----- Dataset records
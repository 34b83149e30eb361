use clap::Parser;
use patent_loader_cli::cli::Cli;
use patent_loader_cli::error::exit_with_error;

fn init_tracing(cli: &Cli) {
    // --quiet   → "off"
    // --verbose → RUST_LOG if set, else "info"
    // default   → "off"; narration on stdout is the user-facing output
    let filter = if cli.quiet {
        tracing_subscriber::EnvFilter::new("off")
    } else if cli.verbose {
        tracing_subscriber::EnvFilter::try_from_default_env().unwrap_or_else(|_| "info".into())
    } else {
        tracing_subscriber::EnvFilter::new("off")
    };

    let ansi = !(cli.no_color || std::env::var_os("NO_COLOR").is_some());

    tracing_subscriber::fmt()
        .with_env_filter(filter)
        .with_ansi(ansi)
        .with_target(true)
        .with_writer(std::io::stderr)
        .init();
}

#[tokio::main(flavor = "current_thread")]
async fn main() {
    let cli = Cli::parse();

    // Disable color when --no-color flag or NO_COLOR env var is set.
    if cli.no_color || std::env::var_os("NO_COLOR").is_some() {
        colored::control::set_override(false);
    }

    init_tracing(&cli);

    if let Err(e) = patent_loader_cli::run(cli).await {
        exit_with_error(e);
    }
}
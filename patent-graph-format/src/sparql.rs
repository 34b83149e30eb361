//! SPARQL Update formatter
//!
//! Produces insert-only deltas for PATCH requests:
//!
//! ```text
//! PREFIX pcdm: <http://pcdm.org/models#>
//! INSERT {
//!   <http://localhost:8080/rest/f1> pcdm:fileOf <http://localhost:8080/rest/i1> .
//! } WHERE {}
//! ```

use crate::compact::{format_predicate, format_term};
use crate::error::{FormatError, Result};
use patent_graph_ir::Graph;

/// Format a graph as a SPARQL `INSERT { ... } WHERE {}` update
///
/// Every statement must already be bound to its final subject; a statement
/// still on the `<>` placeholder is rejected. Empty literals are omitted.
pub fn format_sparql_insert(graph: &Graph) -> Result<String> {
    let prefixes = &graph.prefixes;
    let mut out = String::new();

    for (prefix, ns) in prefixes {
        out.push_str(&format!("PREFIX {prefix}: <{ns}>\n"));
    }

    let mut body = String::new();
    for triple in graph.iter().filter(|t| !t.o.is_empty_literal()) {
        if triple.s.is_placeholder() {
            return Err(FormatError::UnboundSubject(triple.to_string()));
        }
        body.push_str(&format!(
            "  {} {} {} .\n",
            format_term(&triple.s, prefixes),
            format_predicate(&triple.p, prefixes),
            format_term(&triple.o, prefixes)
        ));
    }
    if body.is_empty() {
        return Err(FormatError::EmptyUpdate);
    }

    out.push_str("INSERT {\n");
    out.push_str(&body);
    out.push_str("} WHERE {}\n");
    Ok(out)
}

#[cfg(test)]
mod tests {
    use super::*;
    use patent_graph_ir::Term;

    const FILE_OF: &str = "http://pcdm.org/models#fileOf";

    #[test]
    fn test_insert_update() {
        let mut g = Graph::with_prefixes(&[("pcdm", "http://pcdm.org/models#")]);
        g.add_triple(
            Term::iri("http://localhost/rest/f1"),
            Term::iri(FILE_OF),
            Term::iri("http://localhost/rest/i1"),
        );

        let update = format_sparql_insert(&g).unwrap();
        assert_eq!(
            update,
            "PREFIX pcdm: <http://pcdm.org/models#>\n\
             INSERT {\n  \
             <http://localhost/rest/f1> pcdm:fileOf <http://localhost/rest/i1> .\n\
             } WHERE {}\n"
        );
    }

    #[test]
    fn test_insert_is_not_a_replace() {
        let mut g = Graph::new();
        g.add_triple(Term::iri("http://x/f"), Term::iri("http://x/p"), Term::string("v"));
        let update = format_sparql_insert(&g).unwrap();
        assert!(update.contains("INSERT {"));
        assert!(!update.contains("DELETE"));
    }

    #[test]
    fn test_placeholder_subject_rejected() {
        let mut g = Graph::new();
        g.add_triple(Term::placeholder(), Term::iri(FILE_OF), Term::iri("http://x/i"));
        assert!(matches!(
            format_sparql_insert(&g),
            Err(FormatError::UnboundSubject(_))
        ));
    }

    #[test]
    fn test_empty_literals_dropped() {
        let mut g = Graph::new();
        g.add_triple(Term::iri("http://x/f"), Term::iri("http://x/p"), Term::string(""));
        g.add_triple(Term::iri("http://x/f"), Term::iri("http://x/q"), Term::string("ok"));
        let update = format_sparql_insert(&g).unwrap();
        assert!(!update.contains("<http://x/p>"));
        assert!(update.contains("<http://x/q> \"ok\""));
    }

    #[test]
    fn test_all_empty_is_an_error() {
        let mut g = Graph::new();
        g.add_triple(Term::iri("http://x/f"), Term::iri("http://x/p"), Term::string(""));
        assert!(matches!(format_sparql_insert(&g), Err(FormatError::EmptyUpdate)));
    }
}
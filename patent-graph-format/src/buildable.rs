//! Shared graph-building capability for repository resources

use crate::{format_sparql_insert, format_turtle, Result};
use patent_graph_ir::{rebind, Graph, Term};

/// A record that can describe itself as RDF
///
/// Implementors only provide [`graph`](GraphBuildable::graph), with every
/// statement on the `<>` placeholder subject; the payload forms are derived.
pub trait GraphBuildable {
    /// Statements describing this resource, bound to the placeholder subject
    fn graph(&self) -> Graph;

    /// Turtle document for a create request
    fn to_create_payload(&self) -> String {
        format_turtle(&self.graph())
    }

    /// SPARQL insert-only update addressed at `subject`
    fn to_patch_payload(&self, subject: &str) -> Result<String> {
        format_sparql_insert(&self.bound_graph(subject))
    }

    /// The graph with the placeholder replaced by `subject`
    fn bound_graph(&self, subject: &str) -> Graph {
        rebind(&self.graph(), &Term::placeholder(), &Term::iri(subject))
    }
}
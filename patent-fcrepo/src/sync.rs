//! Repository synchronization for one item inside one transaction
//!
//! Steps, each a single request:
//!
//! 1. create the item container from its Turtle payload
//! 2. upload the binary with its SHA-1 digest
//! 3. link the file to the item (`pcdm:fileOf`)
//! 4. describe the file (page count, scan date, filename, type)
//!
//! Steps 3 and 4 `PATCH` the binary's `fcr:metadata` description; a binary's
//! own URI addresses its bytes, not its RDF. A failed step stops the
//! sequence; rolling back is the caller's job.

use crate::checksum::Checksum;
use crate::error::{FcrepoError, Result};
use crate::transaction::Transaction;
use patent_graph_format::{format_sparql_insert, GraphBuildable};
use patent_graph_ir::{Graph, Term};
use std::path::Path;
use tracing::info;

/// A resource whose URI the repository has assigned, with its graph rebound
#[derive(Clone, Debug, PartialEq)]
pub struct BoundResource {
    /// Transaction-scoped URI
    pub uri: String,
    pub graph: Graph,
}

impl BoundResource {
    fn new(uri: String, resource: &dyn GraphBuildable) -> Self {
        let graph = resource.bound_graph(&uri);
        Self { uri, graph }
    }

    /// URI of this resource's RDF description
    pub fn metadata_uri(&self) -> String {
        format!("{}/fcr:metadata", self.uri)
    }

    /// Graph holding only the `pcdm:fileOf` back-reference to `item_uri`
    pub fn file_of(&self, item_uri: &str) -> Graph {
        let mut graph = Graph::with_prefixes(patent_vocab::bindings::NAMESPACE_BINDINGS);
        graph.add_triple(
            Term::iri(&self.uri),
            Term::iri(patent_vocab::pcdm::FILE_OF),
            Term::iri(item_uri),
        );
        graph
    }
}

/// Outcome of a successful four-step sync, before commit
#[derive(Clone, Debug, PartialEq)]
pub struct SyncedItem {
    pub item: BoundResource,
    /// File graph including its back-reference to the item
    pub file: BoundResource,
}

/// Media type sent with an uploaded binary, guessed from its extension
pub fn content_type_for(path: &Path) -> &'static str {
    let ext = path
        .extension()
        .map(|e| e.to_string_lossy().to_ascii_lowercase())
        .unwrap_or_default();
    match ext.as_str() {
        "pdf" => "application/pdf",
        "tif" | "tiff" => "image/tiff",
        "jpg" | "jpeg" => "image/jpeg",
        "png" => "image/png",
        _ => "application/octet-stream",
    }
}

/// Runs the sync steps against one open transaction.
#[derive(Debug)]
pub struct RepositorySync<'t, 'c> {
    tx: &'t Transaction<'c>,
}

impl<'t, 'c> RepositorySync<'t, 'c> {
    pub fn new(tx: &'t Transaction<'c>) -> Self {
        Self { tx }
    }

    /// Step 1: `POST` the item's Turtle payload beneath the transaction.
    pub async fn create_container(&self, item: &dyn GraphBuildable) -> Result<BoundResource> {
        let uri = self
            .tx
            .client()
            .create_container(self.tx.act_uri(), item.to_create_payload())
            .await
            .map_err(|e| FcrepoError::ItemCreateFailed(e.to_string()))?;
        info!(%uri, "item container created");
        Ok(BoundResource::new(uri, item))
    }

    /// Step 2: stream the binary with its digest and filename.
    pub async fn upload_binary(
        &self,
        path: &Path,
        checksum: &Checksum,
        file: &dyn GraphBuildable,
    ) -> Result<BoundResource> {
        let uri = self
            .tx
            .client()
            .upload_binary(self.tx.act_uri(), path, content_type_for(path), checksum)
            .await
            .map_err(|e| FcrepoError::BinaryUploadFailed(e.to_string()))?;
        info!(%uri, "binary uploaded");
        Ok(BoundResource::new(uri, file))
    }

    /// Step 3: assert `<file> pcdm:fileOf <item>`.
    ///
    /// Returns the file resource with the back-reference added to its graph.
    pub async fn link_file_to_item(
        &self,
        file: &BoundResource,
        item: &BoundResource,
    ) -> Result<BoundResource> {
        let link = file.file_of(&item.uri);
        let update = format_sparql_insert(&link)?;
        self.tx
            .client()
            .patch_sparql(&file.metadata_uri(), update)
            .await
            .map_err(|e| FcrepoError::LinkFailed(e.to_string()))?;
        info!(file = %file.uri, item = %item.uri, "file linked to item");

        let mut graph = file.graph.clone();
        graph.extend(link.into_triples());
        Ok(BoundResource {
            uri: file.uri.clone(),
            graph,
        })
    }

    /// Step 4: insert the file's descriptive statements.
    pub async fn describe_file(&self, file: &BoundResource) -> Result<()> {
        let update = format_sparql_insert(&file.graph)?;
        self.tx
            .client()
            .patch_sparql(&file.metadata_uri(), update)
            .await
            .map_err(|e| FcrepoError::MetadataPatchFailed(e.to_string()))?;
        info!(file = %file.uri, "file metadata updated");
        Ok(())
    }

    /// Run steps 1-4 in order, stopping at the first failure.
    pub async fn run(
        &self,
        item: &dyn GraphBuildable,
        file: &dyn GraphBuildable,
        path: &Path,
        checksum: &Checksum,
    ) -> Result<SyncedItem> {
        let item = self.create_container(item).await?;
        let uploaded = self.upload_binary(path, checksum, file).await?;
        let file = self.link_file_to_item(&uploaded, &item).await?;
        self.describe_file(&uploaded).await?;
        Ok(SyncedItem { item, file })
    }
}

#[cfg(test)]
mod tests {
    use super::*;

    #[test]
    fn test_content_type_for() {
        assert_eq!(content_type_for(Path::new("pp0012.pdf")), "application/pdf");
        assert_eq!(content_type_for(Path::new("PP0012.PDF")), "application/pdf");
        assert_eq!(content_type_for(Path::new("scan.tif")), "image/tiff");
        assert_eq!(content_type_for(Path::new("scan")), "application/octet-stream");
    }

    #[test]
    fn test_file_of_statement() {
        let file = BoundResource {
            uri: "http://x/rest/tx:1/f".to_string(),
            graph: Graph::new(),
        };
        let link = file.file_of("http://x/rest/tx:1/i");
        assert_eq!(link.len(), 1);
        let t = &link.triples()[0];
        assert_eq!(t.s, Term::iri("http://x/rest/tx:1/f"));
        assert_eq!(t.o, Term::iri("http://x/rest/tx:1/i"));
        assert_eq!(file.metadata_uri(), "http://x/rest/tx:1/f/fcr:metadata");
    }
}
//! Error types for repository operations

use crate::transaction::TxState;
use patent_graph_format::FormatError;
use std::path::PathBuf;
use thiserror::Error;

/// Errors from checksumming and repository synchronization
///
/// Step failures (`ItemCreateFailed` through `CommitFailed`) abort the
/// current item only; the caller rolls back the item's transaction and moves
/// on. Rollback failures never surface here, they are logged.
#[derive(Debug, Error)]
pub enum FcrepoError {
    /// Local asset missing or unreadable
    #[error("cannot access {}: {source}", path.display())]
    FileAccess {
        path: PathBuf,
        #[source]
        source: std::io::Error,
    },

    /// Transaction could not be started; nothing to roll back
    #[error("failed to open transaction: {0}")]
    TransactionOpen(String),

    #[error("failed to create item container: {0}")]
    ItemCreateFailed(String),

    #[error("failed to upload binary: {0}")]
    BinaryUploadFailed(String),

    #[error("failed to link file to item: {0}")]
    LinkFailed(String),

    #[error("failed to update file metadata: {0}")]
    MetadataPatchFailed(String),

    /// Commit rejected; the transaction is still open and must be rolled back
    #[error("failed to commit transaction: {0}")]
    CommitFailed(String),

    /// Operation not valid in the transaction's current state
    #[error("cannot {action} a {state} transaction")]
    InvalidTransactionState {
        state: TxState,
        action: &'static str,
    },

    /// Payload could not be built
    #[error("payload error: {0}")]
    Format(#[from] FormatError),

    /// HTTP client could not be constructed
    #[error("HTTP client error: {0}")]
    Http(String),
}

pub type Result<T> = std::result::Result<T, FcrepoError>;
----------
Work request
Lines with "main" in them are what the answer must contain; copy each from the records above.

Completed task
#[tokio::main(flavor = "current_thread")]
async fn main() {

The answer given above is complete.